## ENTRIES SUPPLIED

impl ScenarioRegistry {
    /// Create an empty registry
    #[must_use]
    pub fn new() -> Self {
        Self::default()
    }

    /// Register a definition. Fails on a duplicate name, a dependency
    /// that is not registered yet, or a self-dependency.
    pub fn register(&mut self, fixture: Arc<dyn ScenarioFixture>) -> EnsayarResult<()> {
        let name = fixture.name().to_string();
        if self.by_name.contains_key(&name) {
            return Err(build_error(&name, "a definition with this name already exists"));
        }
        for dep in fixture.dependencies() {
            if dep == name {
                return Err(build_error(&name, "definition depends on itself"));
            }
            if !self.by_name.contains_key(&dep) {
                return Err(build_error(
                    &name,
                    format!("dependency '{dep}' is not registered"),
                ));
            }
        }
        let _ = self.by_name.insert(name, fixture);
        Ok(())
    }

    /// Number of registered definitions
    #[must_use]
    pub fn len(&self) -> usize {
        self.by_name.len()
    }

    /// Whether the registry is empty
    #[must_use]
    pub fn is_empty(&self) -> bool {
        self.by_name.is_empty()
    }

    /// Setup order for a scenario: dependencies first, each definition
    /// exactly once even when the graph reaches it along several paths
    pub fn resolve(&self, name: &str) -> EnsayarResult<Vec<Arc<dyn ScenarioFixture>>> {
        let mut order = Vec::new();
        let mut visited = HashSet::new();
        self.visit(name, name, &mut visited, &mut order)?;
        Ok(order)
    }

    fn visit(
        &self,
        scenario: &str,
        name: &str,
        visited: &mut HashSet<String>,
        order: &mut Vec<Arc<dyn ScenarioFixture>>,
    ) -> EnsayarResult<()> {
        if visited.contains(name) {
            return Ok(());
        }
        let fixture = self.by_name.get(name).ok_or_else(|| {
            build_error(scenario, format!("definition '{name}' is not registered"))
        })?;
        let _ = visited.insert(name.to_string());
        for dep in fixture.dependencies() {
            self.visit(scenario, &dep, visited, order)?;
        }
        order.push(Arc::clone(fixture));
        Ok(())
    }

    /// Build a scenario against a session.
    ///
    /// Setups run sequentially in resolved order. If one fails, the
    /// fixtures already applied are torn down in reverse before the
    /// error is returned, wrapped with the failing definition's name.
    pub async fn build(
        &self,
        name: &str,
        session: &Arc<Session>,
    ) -> EnsayarResult<ScenarioHandle> {
        let order = self.resolve(name)?;
        tracing::info!(
            scenario = name,
            steps = order.len(),
            session = %session.id(),
            "building scenario"
        );

        let mut applied: Vec<Arc<dyn ScenarioFixture>> = Vec::with_capacity(order.len());
        for fixture in order {
            tracing::debug!(fixture = fixture.name(), "applying fixture");
            if let Err(e) = fixture.setup(session).await {
                let failed = fixture.name().to_string();
                for done in applied.iter().rev() {
                    if let Err(td) = done.teardown(session).await {
                        tracing::warn!(fixture = done.name(), error = %td, "teardown after failed build");
                    }
                }
                return Err(build_error(&failed, e.to_string()));
            }
            applied.push(fixture);
        }
        Ok(ScenarioHandle {
            session: Arc::clone(session),
            applied,
        })
    }
}

/// The page objects valid for the state a scenario reached
#[derive(Debug)]
pub enum ScenarioPages {
    /// Not logged in; only the login form applies
    Anonymous(LoginPage),
    /// Logged in on the product grid
    Authenticated(InventoryPage),
    /// Logged in with items in the cart
    CartPopulated {
        /// The product grid
        inventory: InventoryPage,
        /// The cart review page
        cart: CartPage,
    },
    /// Checkout flow at the buyer information step
    CheckoutInfo(CheckoutInfoPage),
    /// Checkout flow at the order overview step
    CheckoutOverview(CheckoutOverviewPage),
}

impl ScenarioPages {
    /// The inventory page, for states that include one
    pub fn into_inventory(self) -> EnsayarResult<InventoryPage> {
        match self {
            Self::Authenticated(inventory) | Self::CartPopulated { inventory, .. } => {
                Ok(inventory)
            }
            other => Err(EnsayarError::Usage {
                message: format!("scenario produced {other:?}, not an inventory page"),
            }),
        }
    }

    /// The cart page, for the populated-cart state
    pub fn into_cart(self) -> EnsayarResult<CartPage> {
        match self {
            Self::CartPopulated { cart, .. } => Ok(cart),
            other => Err(EnsayarError::Usage {
                message: format!("scenario produced {other:?}, not a cart page"),
            }),
        }
    }

    /// The order overview page, for the checkout-ready state
    pub fn into_overview(self) -> EnsayarResult<CheckoutOverviewPage> {
        match self {
            Self::CheckoutOverview(overview) => Ok(overview),
            other => Err(EnsayarError::Usage {
                message: format!("scenario produced {other:?}, not an order overview"),
            }),
        }
    }
}

/// A built scenario; carries the session it advanced and tears its
/// fixtures down in reverse order
pub struct ScenarioHandle {
    session: Arc<Session>,
    applied: Vec<Arc<dyn ScenarioFixture>>,
}

impl std::fmt::Debug for ScenarioHandle {
    fn fmt(&self, f: &mut std::fmt::Formatter<'_>) -> std::fmt::Result {
        let names: Vec<&str> = self.applied.iter().map(|h| h.name()).collect();
        f.debug_struct("ScenarioHandle")
            .field("applied", &names)
            .finish()
    }
}

impl ScenarioHandle {
    /// Names of the applied fixtures, in setup order
    #[must_use]
    pub fn applied(&self) -> Vec<&str> {
        self.applied.iter().map(|h| h.name()).collect()
    }

    /// The session the scenario advanced
    #[must_use]
    pub fn session(&self) -> &Arc<Session> {
        &self.session
    }

    /// Page objects for the state the build reached, so the test body
    /// starts from the fixture's pages instead of reconstructing them.
    /// Pages are cheap wrappers; each call builds a fresh bundle.
    pub fn pages(&self) -> EnsayarResult<ScenarioPages> {
        let session = Arc::clone(&self.session);
        Ok(match session.state() {
            SessionState::Anonymous => ScenarioPages::Anonymous(LoginPage::new(session)),
            SessionState::Authenticated => {
                ScenarioPages::Authenticated(InventoryPage::new(session)?)
            }
            SessionState::CartPopulated(_) => ScenarioPages::CartPopulated {
                inventory: InventoryPage::new(Arc::clone(&session))?,
                cart: CartPage::new(session)?,
            },
            SessionState::CheckoutStep(1) => {
                ScenarioPages::CheckoutInfo(CheckoutInfoPage::new(session)?)
            }
            SessionState::CheckoutStep(_) => {
                ScenarioPages::CheckoutOverview(CheckoutOverviewPage::new(session)?)
            }
        })
    }

    /// Tear down in reverse setup order, stopping at the first failure
    pub async fn teardown(self) -> EnsayarResult<()> {
        for fixture in self.applied.iter().rev() {
            tracing::debug!(fixture = fixture.name(), "tearing down fixture");
            fixture.teardown(&self.session).await?;
        }
        Ok(())
    }
}
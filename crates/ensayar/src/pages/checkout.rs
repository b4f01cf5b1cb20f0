//! Checkout flow pages: information, overview, confirmation.

use super::{parse_money, InventoryPage, Page};
use crate::catalog::CheckoutInfo;
use crate::locator::Locator;
use crate::result::EnsayarResult;
use crate::session::{Session, SessionState};
use async_trait::async_trait;
use std::sync::Arc;

/// Checkout step one: buyer information form
#[derive(Debug)]
pub struct CheckoutInfoPage {
    session: Arc<Session>,
    first_name_input: Locator,
    last_name_input: Locator,
    postal_code_input: Locator,
    continue_button: Locator,
    cancel_button: Locator,
    error_banner: Locator,
}

impl CheckoutInfoPage {
    /// Build the page; the cart must hold at least one item
    pub fn new(session: Arc<Session>) -> EnsayarResult<Self> {
        session.require(SessionState::CartPopulated(1))?;
        Ok(Self {
            session,
            first_name_input: Locator::test_id("firstName").named("first name input"),
            last_name_input: Locator::test_id("lastName").named("last name input"),
            postal_code_input: Locator::test_id("postalCode").named("postal code input"),
            continue_button: Locator::test_id("continue").named("continue button"),
            cancel_button: Locator::test_id("cancel").named("cancel button"),
            error_banner: Locator::test_id("error").named("error banner"),
        })
    }

    /// Fill the buyer information form
    pub async fn fill_info(&self, info: &CheckoutInfo) -> EnsayarResult<()> {
        let driver = self.session.driver();
        driver.fill(&self.first_name_input, &info.first_name).await?;
        driver.fill(&self.last_name_input, &info.last_name).await?;
        driver
            .fill(&self.postal_code_input, &info.postal_code)
            .await
    }

    /// Fill the form with the standard test buyer
    pub async fn fill_with_test_data(&self) -> EnsayarResult<()> {
        self.fill_info(&CheckoutInfo::test_data()).await
    }

    /// Which checkout step the session is on, when it is in the flow
    #[must_use]
    pub fn current_step(&self) -> Option<u8> {
        match self.session.state() {
            SessionState::CheckoutStep(step) => Some(step),
            _ => None,
        }
    }

    /// The validation banner's text, if one is displayed
    pub async fn error_message(&self) -> EnsayarResult<Option<String>> {
        let driver = self.session.driver();
        if driver.is_visible(&self.error_banner).await? {
            Ok(Some(driver.text(&self.error_banner).await?))
        } else {
            Ok(None)
        }
    }

    /// Submit the form and move to the order overview
    pub async fn continue_to_overview(&self) -> EnsayarResult<CheckoutOverviewPage> {
        self.session.driver().click(&self.continue_button).await?;
        if let Some(banner) = self.error_message().await? {
            return Err(crate::result::EnsayarError::AssertionFailed {
                message: format!("checkout information rejected: {banner}"),
            });
        }
        self.session.set_state(SessionState::CheckoutStep(2));
        CheckoutOverviewPage::new(Arc::clone(&self.session))
    }

    /// Abandon checkout and return to the cart
    pub async fn cancel(&self) -> EnsayarResult<()> {
        self.session.driver().click(&self.cancel_button).await
    }
}

#[async_trait]
impl Page for CheckoutInfoPage {
    fn name(&self) -> &'static str {
        "checkout information"
    }

    fn path(&self) -> &'static str {
        "/checkout-step-one.html"
    }

    fn session(&self) -> &Arc<Session> {
        &self.session
    }
}

/// Checkout step two: order overview with totals
#[derive(Debug)]
pub struct CheckoutOverviewPage {
    session: Arc<Session>,
    item_names: Locator,
    subtotal_label: Locator,
    tax_label: Locator,
    total_label: Locator,
    finish_button: Locator,
    cancel_button: Locator,
}

impl CheckoutOverviewPage {
    /// Build the page; the session must have reached checkout step two
    pub fn new(session: Arc<Session>) -> EnsayarResult<Self> {
        session.require(SessionState::CheckoutStep(2))?;
        Ok(Self {
            session,
            item_names: Locator::css(".inventory_item_name").named("order item names"),
            subtotal_label: Locator::test_id("subtotal-label").named("subtotal label"),
            tax_label: Locator::test_id("tax-label").named("tax label"),
            total_label: Locator::test_id("total-label").named("total label"),
            finish_button: Locator::test_id("finish").named("finish button"),
            cancel_button: Locator::test_id("cancel").named("cancel button"),
        })
    }

    /// Names of the products in the order
    pub async fn item_names(&self) -> EnsayarResult<Vec<String>> {
        self.session.driver().texts(&self.item_names).await
    }

    /// Which checkout step the session is on, when it is in the flow
    #[must_use]
    pub fn current_step(&self) -> Option<u8> {
        match self.session.state() {
            SessionState::CheckoutStep(step) => Some(step),
            _ => None,
        }
    }

    /// Item total before tax
    pub async fn subtotal(&self) -> EnsayarResult<f64> {
        let label = self.session.driver().text(&self.subtotal_label).await?;
        parse_money(&label)
    }

    /// Tax amount
    pub async fn tax(&self) -> EnsayarResult<f64> {
        let label = self.session.driver().text(&self.tax_label).await?;
        parse_money(&label)
    }

    /// Grand total
    pub async fn total(&self) -> EnsayarResult<f64> {
        let label = self.session.driver().text(&self.total_label).await?;
        parse_money(&label)
    }

    /// Place the order
    pub async fn finish(&self) -> EnsayarResult<CheckoutCompletePage> {
        self.session.driver().click(&self.finish_button).await?;
        // Order placed, cart is empty again
        self.session.set_state(SessionState::Authenticated);
        Ok(CheckoutCompletePage::new(Arc::clone(&self.session)))
    }

    /// Abandon checkout and return to the product grid
    pub async fn cancel(&self) -> EnsayarResult<()> {
        self.session.driver().click(&self.cancel_button).await
    }
}

#[async_trait]
impl Page for CheckoutOverviewPage {
    fn name(&self) -> &'static str {
        "checkout overview"
    }

    fn path(&self) -> &'static str {
        "/checkout-step-two.html"
    }

    fn session(&self) -> &Arc<Session> {
        &self.session
    }
}

/// Order confirmation page
#[derive(Debug)]
pub struct CheckoutCompletePage {
    session: Arc<Session>,
    header: Locator,
    back_button: Locator,
}

impl CheckoutCompletePage {
    /// Build the page
    #[must_use]
    pub fn new(session: Arc<Session>) -> Self {
        Self {
            session,
            header: Locator::test_id("complete-header").named("confirmation header"),
            back_button: Locator::test_id("back-to-products").named("back to products button"),
        }
    }

    /// The confirmation header text
    pub async fn confirmation(&self) -> EnsayarResult<String> {
        self.session.driver().text(&self.header).await
    }

    /// Whether the order confirmation is actually displayed
    pub async fn is_order_complete(&self) -> EnsayarResult<bool> {
        Ok(self.is_current().await && self.session.driver().is_visible(&self.header).await?)
    }

    /// Return to the product grid
    pub async fn back_to_products(&self) -> EnsayarResult<InventoryPage> {
        self.session.driver().click(&self.back_button).await?;
        InventoryPage::new(Arc::clone(&self.session))
    }
}

#[async_trait]
impl Page for CheckoutCompletePage {
    fn name(&self) -> &'static str {
        "checkout complete"
    }

    fn path(&self) -> &'static str {
        "/checkout-complete.html"
    }

    fn session(&self) -> &Arc<Session> {
        &self.session
    }
}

## YOUR OBJECTIVE
Scan the material above for the string "reached" and copy every line that has it.

## WRITTEN ANSWER
/// The page objects valid for the state a scenario reached
    /// Page objects for the state the build reached, so the test body
    /// Build the page; the session must have reached checkout step two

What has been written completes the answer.